Extracted data:
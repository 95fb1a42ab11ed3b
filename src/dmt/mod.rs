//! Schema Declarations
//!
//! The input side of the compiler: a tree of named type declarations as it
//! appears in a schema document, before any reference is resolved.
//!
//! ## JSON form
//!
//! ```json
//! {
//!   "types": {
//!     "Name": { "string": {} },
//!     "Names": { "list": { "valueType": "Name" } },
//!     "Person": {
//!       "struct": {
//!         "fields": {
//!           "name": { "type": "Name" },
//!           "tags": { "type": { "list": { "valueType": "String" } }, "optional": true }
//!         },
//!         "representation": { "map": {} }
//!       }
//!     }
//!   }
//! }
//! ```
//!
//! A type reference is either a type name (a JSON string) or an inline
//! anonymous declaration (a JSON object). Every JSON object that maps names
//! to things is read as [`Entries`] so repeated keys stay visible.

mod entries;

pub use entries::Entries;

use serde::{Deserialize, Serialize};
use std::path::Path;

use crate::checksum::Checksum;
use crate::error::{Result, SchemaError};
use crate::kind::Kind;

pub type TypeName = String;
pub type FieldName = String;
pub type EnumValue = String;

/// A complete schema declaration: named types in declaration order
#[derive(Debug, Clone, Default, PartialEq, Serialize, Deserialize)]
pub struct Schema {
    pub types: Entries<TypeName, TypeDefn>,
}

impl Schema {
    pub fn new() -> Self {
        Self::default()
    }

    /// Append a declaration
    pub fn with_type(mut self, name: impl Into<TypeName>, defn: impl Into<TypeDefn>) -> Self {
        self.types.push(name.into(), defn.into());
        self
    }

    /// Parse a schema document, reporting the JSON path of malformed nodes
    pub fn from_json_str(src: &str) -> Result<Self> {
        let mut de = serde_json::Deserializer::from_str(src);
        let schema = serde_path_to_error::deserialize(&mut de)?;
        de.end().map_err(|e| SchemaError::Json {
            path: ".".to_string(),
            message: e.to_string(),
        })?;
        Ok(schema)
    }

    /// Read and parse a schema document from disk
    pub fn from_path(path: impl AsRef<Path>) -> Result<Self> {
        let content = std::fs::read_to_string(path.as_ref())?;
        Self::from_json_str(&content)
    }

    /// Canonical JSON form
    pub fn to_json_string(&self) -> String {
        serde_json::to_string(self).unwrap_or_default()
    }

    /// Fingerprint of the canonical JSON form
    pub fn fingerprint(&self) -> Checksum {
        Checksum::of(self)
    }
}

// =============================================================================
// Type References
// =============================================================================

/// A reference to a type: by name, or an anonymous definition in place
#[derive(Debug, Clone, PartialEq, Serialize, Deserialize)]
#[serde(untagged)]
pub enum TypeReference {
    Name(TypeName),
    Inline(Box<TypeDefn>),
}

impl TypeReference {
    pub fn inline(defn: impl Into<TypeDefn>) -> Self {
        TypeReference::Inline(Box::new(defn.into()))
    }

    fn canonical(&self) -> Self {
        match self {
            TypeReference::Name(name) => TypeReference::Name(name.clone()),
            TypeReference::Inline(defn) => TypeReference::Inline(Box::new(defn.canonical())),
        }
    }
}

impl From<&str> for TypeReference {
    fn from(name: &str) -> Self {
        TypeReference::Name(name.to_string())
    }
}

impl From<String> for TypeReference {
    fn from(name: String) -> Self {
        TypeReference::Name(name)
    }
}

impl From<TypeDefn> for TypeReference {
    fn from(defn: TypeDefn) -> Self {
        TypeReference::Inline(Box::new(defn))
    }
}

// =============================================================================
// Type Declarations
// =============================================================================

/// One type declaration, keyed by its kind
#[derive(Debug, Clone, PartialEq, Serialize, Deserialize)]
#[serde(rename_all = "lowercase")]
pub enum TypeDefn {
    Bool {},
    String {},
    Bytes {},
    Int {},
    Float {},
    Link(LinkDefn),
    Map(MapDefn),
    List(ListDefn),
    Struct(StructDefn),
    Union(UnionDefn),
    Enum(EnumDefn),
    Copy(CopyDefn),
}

The problem: Could you transcribe the entries above word for word, from the line with "pub fn with_type(mut" down to the line with "pub fn from_json_str(src: &str)", keeping both?

Reply:
    pub fn with_type(mut self, name: impl Into<TypeName>, defn: impl Into<TypeDefn>) -> Self {
        self.types.push(name.into(), defn.into());
        self
    }

    /// Parse a schema document, reporting the JSON path of malformed nodes
    pub fn from_json_str(src: &str) -> Result<Self> {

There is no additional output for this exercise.